A taste of the East
The Asian community is the UK has made a bg impact with many memers of this community topping world rich lists having built up successful businesses across all sectors of industry
The continued success of Asian entrepreneurs testifies to the staying power of the Asian business community.
Asian wealth in the UK has become more diverse. It now crosses from first through to second and third generations. We see an emerging and evolving Asian business community and it is worth noting the pace and direction.
It spans manufacturing and services, entertainment and fashion, hotels and property, food and pharmaceuticals. While programmes like The Apprentice and Dragon's Den have popularised the brash, go getting entrepreneur, in reality it is hard work, perseverance and true grit that has seen the Asian business community flourish in the UK.
But unlike Alan Sugar, Richard Branson or Duncan Bannatyne, a lot of the Asian-owned businesses are more famous than their owners. For example, not many people associate ebookers.com with its founder Dinesh Dhamija or Vitabiotics with Dr Kartar Lalvani. Both key players in the community but perhaps less well recognised outside.
So how did it all start? The first generation Asians arrived in the UK in the late 1960s and early 1970s from India, Pakistan, Bangladesh, Sri Lanka, numbering about 1.5m, together with some 50,000 who were expelled from Uganda in 1972 during Idi Amin's rule. Success in business compensated, to some degree, for the initial lack of recognition from their new host country. The East African Asians, especially, tried to recapture some of the self-esteem they lost when they were forced to leave their businesses behind, only to realise that they had become an unexpected minority in the UK.
The first generation aimed primarily for economic comfort and security for the family while seizing the opportunities the UK presented. Some businesses were set up in order to keep the family members together and in employment and they enjoyed the status of being business people, which carried some weight in the community. Corner shops became their stronghold.

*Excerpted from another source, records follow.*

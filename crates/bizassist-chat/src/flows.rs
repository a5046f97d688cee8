//! Multi-turn flow resolvers.
//!
//! Each resolver consumes the raw input captured under a pending
//! expectation and produces the bot reply plus side effects (profile
//! capture, analytics event name). Resolution never fails: unparseable
//! input degrades to a documented default.

use std::sync::LazyLock;

use chrono::{Duration, Local};
use rand::Rng;
use regex::Regex;

use bizassist_core::catalog;
use bizassist_core::types::{Expectation, Language, Profile};

static NAME_RE: LazyLock<Regex> = LazyLock::new(|| {
    Regex::new(r"(?i)name\s*[:\-]?\s*([\w\s]+)").unwrap()
});
static EMAIL_RE: LazyLock<Regex> = LazyLock::new(|| {
    Regex::new(r"([\w.+-]+@[\w-]+\.[\w.-]+)").unwrap()
});
static TWO_PM_RE: LazyLock<Regex> = LazyLock::new(|| Regex::new(r"(?i)2\s*pm").unwrap());
static FOUR_PM_RE: LazyLock<Regex> = LazyLock::new(|| Regex::new(r"(?i)4\s*pm").unwrap());

/// Result of resolving one pending flow.
#[derive(Debug, Clone, PartialEq, Eq)]
pub struct FlowOutcome {
    /// Bot reply text, already localized.
    pub reply: String,
    /// Profile to persist, when the flow captured one.
    pub profile: Option<Profile>,
    /// Analytics event recorded for this resolution.
    pub event: &'static str,
}

#[derive(Debug, Default)]
pub struct FlowResolver;

impl FlowResolver {
    pub fn new() -> Self {
        Self
    }

    pub fn resolve(&self, kind: Expectation, input: &str, lang: Language) -> FlowOutcome {
        let strings = catalog::table(lang);
        match kind {
            Expectation::TicketDetails => FlowOutcome {
                reply: strings.ticket_created(&new_ticket_id()),
                profile: None,
                event: "ticket_created",
            },
            Expectation::OrderId => FlowOutcome {
                reply: strings.track_result(&normalize_order_id(input), &delivery_eta()),
                profile: None,
                event: "order_tracked",
            },
            Expectation::AssistDetails => FlowOutcome {
                reply: strings.assist_tip.to_string(),
                profile: None,
                event: "assist_provided",
            },
            Expectation::LeadDetails => {
                let profile = extract_profile(input);
                FlowOutcome {
                    reply: strings.thanks_lead(&profile.name),
                    profile: Some(profile),
                    event: "lead_captured",
                }
            }
            Expectation::Budget => FlowOutcome {
                reply: strings.budget_reco.to_string(),
                profile: None,
                event: "lead_qualified",
            },
            Expectation::Slot => FlowOutcome {
                reply: strings.scheduled(pick_slot(input)),
                profile: None,
                event: "demo_scheduled",
            },
        }
    }
}

/// Fresh ticket id: `TKT_` + 6 random base36 chars + `_` + the last 4
/// base36 digits of the current epoch millis.
fn new_ticket_id() -> String {
    let mut rng = rand::thread_rng();
    let rand_part: String = (0..6).map(|_| base36_digit(rng.gen_range(0..36))).collect();
    let millis = Local::now().timestamp_millis().unsigned_abs();
    let time36 = to_base36(millis);
    let tail_start = time36.len().saturating_sub(4);
    format!("TKT_{}_{}", rand_part, &time36[tail_start..])
}

fn base36_digit(value: u64) -> char {
    char::from_digit(value as u32, 36).unwrap_or('0')
}

fn to_base36(mut value: u64) -> String {
    if value == 0 {
        return "0".to_string();
    }
    let mut digits = Vec::new();
    while value > 0 {
        digits.push(base36_digit(value % 36));
        value /= 36;
    }
    digits.iter().rev().collect()
}

/// Canonicalize a raw order id: uppercase, keep only `[A-Z0-9_-]`,
/// cap at 18 chars, and substitute `ORDER` when nothing survives.
fn normalize_order_id(input: &str) -> String {
    let cleaned: String = input
        .trim()
        .to_uppercase()
        .chars()
        .filter(|c| c.is_ascii_uppercase() || c.is_ascii_digit() || *c == '_' || *c == '-')
        .take(18)
        .collect();
    if cleaned.is_empty() {
        "ORDER".to_string()
    } else {
        cleaned
    }
}

/// Fixed three-day delivery window, formatted like `Tue Sep 02 2026`.
fn delivery_eta() -> String {
    (Local::now() + Duration::days(3)).format("%a %b %d %Y").to_string()
}

/// Pull a name and email out of free-form lead text.
///
/// Name: a labeled `name: ...` capture, else the first whitespace/comma
/// token, else `Friend`. Email: first address-shaped token, else a
/// placeholder.
fn extract_profile(input: &str) -> Profile {
    let email = EMAIL_RE
        .captures(input)
        .and_then(|c| c.get(1))
        .map(|m| m.as_str().to_string())
        .unwrap_or_else(|| "unknown@example.com".to_string());

    // The labeled capture is greedy over [\w\s]+ so it stops at the
    // email's @ or any punctuation.
    let name = NAME_RE
        .captures(input)
        .and_then(|c| c.get(1))
        .map(|m| m.as_str().trim().to_string())
        .filter(|n| !n.is_empty())
        .or_else(|| {
            input
                .split(|c: char| c.is_whitespace() || c == ',')
                .find(|t| !t.is_empty())
                .map(|t| t.to_string())
        })
        .filter(|n| !n.is_empty())
        .unwrap_or_else(|| "Friend".to_string());

    Profile { name, email }
}

/// Map free-form scheduling text onto one of the two offered slots.
/// Anything that names neither slot books the earlier one.
fn pick_slot(input: &str) -> &'static str {
    if TWO_PM_RE.is_match(input) {
        "2 PM"
    } else if FOUR_PM_RE.is_match(input) {
        "4 PM"
    } else {
        "2 PM"
    }
}

#[cfg(test)]
mod tests {
    use super::*;

    #[test]
    fn test_ticket_id_shape() {
        let id = new_ticket_id();
        let parts: Vec<&str> = id.split('_').collect();
        assert_eq!(parts.len(), 3);
        assert_eq!(parts[0], "TKT");
        assert_eq!(parts[1].len(), 6);
        assert!(parts[1].chars().all(|c| c.is_ascii_lowercase() || c.is_ascii_digit()));
        assert_eq!(parts[2].len(), 4);
    }

    #[test]
    fn test_ticket_ids_differ() {
        assert_ne!(new_ticket_id(), new_ticket_id());
    }

    #[test]
    fn test_to_base36() {
        assert_eq!(to_base36(0), "0");
        assert_eq!(to_base36(35), "z");
        assert_eq!(to_base36(36), "10");
        assert_eq!(to_base36(36 * 36 + 1), "101");
    }

    #[test]
    fn test_normalize_order_id_strips_and_uppercases() {
        assert_eq!(normalize_order_id("order #A1b2-c3!!"), "ORDERA1B2-C3");
    }

    #[test]
    fn test_normalize_order_id_truncates_to_18() {
        let long = "a".repeat(40);
        assert_eq!(normalize_order_id(&long).len(), 18);
    }

    #[test]
    fn test_normalize_order_id_keeps_underscore_and_dash() {
        assert_eq!(normalize_order_id("ab_cd-ef"), "AB_CD-EF");
    }

    #[test]
    fn test_normalize_order_id_empty_falls_back() {
        assert_eq!(normalize_order_id("   "), "ORDER");
        assert_eq!(normalize_order_id("!!!"), "ORDER");
    }

    #[test]
    fn test_delivery_eta_format() {
        let eta = delivery_eta();
        // e.g. "Tue Sep 02 2026": four space-separated fields.
        assert_eq!(eta.split(' ').count(), 4);
        let expected = (Local::now() + Duration::days(3)).format("%a %b %d %Y").to_string();
        assert_eq!(eta, expected);
    }

    #[test]
    fn test_extract_profile_labeled_name_and_email() {
        let p = extract_profile("name: Ada Lovelace, ada@example.com");
        assert_eq!(p.name, "Ada Lovelace");
        assert_eq!(p.email, "ada@example.com");
    }

    #[test]
    fn test_extract_profile_first_token_when_unlabeled() {
        let p = extract_profile("Grace, grace@navy.mil");
        assert_eq!(p.name, "Grace");
        assert_eq!(p.email, "grace@navy.mil");
    }

    #[test]
    fn test_extract_profile_defaults() {
        let p = extract_profile("");
        assert_eq!(p.name, "Friend");
        assert_eq!(p.email, "unknown@example.com");
    }

    #[test]
    fn test_extract_profile_email_only() {
        let p = extract_profile("reach me at bob@corp.io");
        assert_eq!(p.email, "bob@corp.io");
        assert_eq!(p.name, "reach");
    }

    #[test]
    fn test_pick_slot() {
        assert_eq!(pick_slot("2pm works"), "2 PM");
        assert_eq!(pick_slot("works for me, 4pm please"), "4 PM");
        assert_eq!(pick_slot("4 PM"), "4 PM");
        assert_eq!(pick_slot("anytime"), "2 PM");
    }

    #[test]
    fn test_resolve_ticket_details() {
        let out = FlowResolver::new().resolve(Expectation::TicketDetails, "app crashes", Language::En);
        assert!(out.reply.starts_with("Ticket created: TKT_"));
        assert!(out.profile.is_none());
        assert_eq!(out.event, "ticket_created");
    }

    #[test]
    fn test_resolve_order_id() {
        let out = FlowResolver::new().resolve(Expectation::OrderId, "ab-123", Language::En);
        assert!(out.reply.contains("Order AB-123 is in transit"));
        assert_eq!(out.event, "order_tracked");
    }

    #[test]
    fn test_resolve_lead_details_captures_profile() {
        let out = FlowResolver::new().resolve(
            Expectation::LeadDetails,
            "name: Ada ada@example.com",
            Language::En,
        );
        let profile = out.profile.unwrap();
        assert_eq!(profile.email, "ada@example.com");
        assert!(out.reply.contains(&profile.name));
        assert_eq!(out.event, "lead_captured");
    }

    #[test]
    fn test_resolve_budget_ignores_input_text() {
        let resolver = FlowResolver::new();
        let a = resolver.resolve(Expectation::Budget, "<$100", Language::En);
        let b = resolver.resolve(Expectation::Budget, "over $10k", Language::En);
        assert_eq!(a.reply, b.reply);
        assert_eq!(a.event, "lead_qualified");
    }

    #[test]
    fn test_resolve_slot_localized() {
        let out = FlowResolver::new().resolve(Expectation::Slot, "4 pm", Language::Es);
        assert_eq!(out.reply, "Demo reservada a las 4 PM. Recibirás un recordatorio.");
        assert_eq!(out.event, "demo_scheduled");
    }

    #[test]
    fn test_resolve_assist_details() {
        let out = FlowResolver::new().resolve(Expectation::AssistDetails, "printer on fire", Language::En);
        assert!(out.reply.contains("restart the app"));
        assert_eq!(out.event, "assist_provided");
    }
}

The Asian entrepreneur was held up as a role model highlighting the rags to riches story. They transformed the UK from an 8-hour working day to 24-hours, seven days a week. Indian cuisine and restaurants became a key part of the British lifestyle. The restaurants are responsible for the success of many of the key players in Asian enterprise. Gulam Noon, for example, credits the restaurants for opening the doors for his range of Indian chilled and frozen foods to be found in Sainsbury's and Waitrose among other stores.
The same is true for the success of Karan Bilimoria and Cobra lager. However, in reality, a few high fliers mask a proliferation of firms concentrated in sectors with low barriers to entry and a struggle for survival.